_Exercise goal:_ Using the listing below, copy every line that mentions "Deserialize".

Given records Start Marker

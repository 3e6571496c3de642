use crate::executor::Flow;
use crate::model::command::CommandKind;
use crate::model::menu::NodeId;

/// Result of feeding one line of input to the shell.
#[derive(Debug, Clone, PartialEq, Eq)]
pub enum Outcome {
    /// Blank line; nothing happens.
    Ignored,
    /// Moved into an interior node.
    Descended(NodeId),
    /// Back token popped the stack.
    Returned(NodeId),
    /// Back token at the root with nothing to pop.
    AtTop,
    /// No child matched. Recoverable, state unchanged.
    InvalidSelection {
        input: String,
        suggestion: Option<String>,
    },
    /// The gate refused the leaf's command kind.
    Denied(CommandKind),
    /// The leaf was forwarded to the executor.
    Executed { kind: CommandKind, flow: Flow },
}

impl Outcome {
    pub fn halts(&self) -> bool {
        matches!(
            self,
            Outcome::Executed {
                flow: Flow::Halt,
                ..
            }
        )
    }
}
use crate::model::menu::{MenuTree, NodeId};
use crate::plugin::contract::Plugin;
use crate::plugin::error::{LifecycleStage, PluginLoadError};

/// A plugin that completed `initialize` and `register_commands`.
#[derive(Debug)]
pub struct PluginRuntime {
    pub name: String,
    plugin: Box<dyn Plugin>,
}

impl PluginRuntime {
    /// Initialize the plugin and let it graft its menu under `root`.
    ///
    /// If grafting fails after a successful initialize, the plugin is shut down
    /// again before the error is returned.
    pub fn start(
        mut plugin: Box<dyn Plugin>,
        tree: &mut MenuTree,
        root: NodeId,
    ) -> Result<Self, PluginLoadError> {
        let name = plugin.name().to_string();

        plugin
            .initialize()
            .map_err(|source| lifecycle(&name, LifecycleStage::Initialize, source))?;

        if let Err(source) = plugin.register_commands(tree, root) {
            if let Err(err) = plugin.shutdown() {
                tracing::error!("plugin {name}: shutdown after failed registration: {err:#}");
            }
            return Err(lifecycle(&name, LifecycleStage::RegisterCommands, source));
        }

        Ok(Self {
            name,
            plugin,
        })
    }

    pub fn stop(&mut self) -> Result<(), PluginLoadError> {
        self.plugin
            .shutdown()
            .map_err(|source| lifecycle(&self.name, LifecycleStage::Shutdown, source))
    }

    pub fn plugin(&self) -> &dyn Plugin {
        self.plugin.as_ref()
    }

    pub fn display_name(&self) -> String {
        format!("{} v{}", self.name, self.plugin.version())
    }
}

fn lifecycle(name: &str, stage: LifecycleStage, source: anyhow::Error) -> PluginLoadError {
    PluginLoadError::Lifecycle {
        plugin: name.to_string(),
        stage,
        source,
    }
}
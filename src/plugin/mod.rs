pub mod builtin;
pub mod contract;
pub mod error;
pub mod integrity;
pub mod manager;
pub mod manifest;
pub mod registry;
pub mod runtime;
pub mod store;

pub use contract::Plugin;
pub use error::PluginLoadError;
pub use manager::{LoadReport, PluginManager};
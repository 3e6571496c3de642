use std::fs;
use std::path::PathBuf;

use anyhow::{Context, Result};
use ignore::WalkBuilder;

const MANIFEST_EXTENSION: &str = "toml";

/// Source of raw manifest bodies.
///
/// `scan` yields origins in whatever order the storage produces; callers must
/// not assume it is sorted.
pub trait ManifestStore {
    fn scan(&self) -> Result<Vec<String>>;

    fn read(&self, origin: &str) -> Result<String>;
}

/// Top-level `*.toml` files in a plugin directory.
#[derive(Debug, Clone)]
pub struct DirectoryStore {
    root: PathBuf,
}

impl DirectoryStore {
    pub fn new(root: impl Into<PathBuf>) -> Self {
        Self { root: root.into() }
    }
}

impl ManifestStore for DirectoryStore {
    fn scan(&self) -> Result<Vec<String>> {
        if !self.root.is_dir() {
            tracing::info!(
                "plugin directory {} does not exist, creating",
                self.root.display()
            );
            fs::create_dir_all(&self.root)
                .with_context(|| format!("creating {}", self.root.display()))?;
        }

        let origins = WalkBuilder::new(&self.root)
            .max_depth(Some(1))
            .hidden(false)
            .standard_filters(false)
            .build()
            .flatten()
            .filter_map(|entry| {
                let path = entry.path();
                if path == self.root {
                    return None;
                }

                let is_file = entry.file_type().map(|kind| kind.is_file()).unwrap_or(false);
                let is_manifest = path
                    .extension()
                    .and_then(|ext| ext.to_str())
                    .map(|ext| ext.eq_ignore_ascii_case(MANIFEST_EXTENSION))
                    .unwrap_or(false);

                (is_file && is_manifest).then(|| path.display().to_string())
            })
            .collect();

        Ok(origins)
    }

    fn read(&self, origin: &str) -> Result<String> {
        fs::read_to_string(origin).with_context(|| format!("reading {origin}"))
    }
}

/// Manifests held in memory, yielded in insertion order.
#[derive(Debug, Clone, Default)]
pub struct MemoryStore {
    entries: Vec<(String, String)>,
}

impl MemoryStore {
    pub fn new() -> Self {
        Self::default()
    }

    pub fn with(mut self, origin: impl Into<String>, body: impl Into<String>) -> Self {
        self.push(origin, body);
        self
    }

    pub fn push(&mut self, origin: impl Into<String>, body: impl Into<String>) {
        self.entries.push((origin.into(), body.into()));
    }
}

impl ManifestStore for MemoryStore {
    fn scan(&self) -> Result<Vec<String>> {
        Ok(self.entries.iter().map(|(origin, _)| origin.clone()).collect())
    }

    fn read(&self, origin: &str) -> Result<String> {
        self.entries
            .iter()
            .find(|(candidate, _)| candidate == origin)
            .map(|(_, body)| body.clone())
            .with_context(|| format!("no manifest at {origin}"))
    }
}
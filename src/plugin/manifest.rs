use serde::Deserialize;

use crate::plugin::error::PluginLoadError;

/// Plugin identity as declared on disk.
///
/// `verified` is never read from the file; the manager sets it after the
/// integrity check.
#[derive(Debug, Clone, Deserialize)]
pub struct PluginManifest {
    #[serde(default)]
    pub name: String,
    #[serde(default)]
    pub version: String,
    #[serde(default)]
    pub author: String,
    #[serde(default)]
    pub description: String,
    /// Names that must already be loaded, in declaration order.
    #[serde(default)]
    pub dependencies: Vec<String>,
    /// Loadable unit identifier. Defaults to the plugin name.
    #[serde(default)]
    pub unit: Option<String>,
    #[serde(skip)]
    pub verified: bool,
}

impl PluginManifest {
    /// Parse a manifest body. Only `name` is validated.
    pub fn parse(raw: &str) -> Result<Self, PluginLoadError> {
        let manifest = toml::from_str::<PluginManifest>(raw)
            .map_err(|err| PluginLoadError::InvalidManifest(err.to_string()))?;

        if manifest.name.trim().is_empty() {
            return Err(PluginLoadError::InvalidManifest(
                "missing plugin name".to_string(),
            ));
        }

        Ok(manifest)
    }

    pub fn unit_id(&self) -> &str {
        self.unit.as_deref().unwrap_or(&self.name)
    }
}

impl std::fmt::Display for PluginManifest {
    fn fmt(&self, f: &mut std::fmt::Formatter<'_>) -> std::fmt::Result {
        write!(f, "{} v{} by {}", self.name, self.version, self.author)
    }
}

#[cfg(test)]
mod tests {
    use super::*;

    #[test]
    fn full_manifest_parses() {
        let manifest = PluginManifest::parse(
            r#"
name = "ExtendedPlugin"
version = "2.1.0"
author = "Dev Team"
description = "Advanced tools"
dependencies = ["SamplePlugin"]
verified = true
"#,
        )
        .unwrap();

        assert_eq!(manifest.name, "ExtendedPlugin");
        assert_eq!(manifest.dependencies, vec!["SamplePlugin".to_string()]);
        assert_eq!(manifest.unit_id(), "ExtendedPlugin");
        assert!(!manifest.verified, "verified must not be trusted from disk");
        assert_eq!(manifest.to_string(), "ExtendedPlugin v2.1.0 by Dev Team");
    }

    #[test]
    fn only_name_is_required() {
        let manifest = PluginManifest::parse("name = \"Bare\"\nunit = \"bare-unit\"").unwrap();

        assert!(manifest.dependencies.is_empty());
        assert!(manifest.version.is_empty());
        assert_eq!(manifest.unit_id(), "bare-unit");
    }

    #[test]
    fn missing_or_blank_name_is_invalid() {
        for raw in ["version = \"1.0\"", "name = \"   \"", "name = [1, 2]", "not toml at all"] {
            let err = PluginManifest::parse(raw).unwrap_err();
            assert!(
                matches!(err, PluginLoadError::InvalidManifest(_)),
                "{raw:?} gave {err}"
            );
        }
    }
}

Given records End Marker
Given records Start Marker

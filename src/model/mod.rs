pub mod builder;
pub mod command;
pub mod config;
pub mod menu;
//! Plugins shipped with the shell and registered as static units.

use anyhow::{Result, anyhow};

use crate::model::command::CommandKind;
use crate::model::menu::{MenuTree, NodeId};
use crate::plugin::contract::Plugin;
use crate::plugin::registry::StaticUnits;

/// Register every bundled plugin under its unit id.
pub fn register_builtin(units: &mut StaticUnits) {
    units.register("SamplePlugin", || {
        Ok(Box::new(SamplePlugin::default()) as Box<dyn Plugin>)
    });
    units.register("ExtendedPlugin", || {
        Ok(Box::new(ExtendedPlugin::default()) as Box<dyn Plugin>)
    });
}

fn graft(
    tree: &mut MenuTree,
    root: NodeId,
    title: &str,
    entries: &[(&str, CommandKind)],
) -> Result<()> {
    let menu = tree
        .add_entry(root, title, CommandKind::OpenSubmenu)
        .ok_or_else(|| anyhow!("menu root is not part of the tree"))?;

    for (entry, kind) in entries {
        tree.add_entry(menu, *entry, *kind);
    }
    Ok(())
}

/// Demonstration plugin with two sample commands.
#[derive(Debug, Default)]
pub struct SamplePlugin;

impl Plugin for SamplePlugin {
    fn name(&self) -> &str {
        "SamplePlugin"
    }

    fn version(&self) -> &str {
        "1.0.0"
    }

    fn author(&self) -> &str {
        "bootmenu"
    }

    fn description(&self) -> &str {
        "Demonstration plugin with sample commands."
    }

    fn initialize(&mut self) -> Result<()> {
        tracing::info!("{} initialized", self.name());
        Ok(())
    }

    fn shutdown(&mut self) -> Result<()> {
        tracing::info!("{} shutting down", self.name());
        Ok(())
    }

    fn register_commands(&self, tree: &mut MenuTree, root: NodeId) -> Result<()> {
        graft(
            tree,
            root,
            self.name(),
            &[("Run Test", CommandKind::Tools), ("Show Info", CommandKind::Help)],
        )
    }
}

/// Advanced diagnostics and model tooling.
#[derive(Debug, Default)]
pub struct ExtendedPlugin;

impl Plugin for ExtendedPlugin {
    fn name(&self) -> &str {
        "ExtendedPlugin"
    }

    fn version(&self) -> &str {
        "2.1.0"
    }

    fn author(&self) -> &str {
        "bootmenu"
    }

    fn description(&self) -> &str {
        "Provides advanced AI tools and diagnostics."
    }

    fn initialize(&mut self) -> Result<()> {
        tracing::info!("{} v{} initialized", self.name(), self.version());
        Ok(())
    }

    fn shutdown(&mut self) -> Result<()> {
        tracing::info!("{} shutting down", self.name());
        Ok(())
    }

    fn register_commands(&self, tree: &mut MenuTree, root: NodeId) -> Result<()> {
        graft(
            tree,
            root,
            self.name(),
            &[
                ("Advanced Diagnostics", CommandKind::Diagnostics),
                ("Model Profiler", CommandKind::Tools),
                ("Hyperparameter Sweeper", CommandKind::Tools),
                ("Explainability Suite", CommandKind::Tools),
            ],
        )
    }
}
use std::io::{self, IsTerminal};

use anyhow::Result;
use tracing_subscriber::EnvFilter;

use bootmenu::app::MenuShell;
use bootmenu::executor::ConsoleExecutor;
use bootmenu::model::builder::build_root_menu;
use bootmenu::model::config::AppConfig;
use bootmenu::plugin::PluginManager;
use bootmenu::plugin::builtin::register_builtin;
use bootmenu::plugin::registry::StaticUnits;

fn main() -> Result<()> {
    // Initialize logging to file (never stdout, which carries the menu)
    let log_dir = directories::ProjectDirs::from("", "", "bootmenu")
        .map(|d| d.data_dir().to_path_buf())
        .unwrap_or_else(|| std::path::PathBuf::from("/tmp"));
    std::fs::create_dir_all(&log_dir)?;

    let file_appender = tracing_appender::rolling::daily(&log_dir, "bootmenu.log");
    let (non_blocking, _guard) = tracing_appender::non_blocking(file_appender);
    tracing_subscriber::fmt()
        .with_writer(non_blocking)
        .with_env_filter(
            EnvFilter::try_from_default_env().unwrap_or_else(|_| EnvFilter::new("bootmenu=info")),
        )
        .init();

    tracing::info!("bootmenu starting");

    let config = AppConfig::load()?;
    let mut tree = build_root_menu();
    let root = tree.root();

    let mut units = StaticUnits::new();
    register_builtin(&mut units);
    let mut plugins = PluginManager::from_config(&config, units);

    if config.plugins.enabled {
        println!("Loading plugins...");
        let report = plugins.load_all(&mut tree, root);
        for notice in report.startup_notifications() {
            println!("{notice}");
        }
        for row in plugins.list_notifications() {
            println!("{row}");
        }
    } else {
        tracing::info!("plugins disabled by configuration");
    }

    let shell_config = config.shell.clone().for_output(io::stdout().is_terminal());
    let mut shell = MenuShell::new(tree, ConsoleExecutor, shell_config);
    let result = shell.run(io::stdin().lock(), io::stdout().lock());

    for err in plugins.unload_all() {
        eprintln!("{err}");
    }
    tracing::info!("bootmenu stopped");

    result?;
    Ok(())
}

Given records End Marker

_Exercise output:_
use serde::Deserialize;
#[derive(Debug, Clone, Deserialize)]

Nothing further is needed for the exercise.